(Saved entries)

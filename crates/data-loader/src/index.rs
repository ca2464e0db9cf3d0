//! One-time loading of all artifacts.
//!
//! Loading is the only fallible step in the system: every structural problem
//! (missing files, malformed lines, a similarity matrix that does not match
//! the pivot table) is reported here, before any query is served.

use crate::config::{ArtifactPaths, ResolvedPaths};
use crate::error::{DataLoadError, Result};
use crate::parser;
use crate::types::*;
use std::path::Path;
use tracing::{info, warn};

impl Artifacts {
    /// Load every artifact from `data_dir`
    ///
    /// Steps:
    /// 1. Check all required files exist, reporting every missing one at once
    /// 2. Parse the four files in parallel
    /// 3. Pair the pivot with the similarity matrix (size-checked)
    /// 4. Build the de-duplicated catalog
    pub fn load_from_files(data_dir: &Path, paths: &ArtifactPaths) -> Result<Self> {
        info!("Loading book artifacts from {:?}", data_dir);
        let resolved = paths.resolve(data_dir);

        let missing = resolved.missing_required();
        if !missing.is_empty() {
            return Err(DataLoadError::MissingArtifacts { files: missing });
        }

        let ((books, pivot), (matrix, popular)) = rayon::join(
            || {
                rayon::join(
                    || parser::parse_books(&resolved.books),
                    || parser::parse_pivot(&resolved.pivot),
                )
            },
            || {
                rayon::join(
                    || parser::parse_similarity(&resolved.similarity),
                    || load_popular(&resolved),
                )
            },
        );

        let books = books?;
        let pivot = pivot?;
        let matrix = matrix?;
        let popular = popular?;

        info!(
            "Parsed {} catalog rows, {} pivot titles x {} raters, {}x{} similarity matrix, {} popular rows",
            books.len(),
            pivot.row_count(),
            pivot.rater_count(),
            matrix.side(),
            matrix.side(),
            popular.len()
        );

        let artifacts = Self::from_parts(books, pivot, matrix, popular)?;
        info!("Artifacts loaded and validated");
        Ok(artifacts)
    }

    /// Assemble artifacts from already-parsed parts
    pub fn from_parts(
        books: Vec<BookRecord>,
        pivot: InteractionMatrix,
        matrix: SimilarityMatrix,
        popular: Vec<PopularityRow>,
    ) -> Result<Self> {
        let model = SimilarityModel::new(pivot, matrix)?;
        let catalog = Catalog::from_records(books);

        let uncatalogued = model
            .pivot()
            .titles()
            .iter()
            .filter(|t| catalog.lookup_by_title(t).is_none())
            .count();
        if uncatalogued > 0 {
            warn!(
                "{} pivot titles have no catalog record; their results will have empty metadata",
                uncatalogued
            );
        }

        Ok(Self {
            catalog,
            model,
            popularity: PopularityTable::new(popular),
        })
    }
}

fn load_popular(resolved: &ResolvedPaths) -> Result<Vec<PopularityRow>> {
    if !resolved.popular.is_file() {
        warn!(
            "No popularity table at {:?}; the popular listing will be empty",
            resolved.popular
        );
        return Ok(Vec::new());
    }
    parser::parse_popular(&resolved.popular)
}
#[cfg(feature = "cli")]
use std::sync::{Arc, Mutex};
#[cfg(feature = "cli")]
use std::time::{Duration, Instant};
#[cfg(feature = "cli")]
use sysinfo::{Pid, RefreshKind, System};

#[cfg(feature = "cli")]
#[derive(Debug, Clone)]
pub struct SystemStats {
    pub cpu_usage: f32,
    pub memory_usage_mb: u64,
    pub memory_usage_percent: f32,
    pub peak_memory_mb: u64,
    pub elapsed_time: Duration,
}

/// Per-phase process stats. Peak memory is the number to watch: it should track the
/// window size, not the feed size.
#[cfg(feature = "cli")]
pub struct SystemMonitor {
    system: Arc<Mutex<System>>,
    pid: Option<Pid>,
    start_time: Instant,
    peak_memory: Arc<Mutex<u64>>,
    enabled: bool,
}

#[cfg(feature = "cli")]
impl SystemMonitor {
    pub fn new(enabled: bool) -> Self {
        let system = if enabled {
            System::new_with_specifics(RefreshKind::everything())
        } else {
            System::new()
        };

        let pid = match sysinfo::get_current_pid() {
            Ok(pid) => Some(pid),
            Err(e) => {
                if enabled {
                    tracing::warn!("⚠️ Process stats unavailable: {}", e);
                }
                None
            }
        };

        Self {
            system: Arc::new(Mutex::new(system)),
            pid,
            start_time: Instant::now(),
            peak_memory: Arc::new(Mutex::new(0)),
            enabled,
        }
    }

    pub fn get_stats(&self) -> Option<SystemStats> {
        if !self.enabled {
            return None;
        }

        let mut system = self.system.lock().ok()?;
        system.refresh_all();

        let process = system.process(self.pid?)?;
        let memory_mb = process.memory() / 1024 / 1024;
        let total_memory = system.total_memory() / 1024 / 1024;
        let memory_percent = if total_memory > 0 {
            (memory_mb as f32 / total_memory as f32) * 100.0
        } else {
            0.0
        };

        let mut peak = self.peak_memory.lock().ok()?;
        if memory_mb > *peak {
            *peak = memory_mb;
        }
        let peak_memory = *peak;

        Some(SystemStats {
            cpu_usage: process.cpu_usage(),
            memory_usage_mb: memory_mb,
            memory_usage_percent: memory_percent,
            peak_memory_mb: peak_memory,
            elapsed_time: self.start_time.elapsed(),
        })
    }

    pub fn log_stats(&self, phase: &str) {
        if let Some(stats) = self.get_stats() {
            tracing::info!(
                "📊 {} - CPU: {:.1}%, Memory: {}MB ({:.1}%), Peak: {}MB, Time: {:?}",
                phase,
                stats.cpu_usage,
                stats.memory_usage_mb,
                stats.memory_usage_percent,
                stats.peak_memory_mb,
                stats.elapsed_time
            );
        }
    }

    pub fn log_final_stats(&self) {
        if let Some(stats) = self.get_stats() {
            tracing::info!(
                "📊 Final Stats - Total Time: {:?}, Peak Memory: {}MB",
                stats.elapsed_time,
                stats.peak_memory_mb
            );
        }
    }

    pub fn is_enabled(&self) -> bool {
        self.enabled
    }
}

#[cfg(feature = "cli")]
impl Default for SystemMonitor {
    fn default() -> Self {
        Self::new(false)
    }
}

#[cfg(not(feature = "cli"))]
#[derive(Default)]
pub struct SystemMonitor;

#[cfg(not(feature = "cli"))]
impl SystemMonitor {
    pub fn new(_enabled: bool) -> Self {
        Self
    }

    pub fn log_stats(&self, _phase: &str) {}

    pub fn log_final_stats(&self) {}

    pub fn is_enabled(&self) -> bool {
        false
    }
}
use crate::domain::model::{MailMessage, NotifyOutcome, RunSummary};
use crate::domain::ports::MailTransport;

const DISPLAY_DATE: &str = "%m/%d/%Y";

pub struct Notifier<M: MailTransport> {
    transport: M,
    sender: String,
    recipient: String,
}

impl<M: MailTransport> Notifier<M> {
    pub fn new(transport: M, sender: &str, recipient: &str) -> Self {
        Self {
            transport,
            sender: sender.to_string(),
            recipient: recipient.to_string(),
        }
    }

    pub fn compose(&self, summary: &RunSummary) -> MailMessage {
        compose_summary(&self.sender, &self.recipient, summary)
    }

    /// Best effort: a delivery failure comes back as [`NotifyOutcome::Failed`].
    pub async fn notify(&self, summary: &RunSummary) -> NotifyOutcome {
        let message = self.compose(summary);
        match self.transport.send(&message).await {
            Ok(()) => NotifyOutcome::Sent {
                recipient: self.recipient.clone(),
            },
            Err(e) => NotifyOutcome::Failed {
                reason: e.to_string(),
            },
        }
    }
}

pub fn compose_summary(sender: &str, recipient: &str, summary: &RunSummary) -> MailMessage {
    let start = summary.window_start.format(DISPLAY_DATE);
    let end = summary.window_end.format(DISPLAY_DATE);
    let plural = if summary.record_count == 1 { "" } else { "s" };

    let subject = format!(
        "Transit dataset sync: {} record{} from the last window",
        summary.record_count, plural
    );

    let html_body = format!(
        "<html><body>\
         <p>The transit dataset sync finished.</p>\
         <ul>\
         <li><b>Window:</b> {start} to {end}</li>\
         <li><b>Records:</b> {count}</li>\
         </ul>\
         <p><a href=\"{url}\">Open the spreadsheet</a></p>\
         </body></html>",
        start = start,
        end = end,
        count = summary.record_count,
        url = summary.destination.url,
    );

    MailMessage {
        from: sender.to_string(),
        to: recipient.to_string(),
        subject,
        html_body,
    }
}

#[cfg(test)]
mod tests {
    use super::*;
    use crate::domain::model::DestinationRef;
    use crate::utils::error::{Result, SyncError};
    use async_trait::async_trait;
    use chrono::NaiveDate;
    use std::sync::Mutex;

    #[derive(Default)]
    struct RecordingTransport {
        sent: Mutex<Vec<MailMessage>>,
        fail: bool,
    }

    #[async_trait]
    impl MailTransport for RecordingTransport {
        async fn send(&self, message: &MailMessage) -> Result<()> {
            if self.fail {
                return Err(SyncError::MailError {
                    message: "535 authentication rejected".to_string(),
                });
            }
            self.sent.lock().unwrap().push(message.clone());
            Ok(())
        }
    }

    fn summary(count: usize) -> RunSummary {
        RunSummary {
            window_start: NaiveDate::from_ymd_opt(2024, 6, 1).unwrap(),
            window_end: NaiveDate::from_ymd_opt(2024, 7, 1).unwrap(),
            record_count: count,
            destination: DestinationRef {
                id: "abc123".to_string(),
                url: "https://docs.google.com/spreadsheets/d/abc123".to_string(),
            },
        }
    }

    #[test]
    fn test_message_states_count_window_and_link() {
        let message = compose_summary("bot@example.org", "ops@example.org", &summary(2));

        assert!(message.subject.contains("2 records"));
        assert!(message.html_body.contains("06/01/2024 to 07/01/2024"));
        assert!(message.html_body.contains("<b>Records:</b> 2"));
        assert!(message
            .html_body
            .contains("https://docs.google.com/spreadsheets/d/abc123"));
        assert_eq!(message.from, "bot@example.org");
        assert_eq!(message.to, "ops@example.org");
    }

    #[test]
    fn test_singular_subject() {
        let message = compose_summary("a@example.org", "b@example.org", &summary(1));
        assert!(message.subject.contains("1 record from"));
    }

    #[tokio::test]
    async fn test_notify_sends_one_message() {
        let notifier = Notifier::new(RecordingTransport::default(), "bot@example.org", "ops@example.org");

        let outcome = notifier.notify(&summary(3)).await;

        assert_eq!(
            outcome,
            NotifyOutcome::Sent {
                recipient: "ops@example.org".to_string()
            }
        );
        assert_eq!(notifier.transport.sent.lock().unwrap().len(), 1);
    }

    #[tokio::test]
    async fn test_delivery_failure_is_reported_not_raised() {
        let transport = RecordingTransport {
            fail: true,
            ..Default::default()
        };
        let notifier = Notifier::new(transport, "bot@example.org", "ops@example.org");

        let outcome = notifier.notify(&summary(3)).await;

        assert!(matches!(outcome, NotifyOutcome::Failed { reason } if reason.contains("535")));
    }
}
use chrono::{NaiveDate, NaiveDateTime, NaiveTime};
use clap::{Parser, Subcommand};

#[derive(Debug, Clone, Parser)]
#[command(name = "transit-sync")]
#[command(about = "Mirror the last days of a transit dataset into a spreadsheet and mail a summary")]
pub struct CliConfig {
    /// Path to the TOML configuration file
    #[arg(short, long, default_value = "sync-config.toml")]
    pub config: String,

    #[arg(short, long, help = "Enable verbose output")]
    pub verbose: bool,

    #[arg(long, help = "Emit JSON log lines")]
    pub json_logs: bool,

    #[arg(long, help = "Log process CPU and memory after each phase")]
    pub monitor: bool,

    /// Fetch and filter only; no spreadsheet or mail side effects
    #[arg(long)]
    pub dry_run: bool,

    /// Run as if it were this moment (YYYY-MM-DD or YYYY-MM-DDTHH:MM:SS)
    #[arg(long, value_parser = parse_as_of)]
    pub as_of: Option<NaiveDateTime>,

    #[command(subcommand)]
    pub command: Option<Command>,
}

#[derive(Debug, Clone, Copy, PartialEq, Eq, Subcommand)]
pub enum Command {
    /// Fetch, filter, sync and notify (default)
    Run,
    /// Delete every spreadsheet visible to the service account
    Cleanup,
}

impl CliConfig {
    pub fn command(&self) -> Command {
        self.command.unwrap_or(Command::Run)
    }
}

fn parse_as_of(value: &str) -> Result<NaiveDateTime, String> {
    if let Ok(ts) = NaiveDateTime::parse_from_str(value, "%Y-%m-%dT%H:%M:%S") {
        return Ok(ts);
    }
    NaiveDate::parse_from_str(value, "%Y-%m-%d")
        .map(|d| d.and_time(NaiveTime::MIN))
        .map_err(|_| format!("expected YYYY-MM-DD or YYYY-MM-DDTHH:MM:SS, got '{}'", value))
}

The problem> Tally the lines of the entries above that hold the word "help"; the number is the whole answer.

The completed task> 3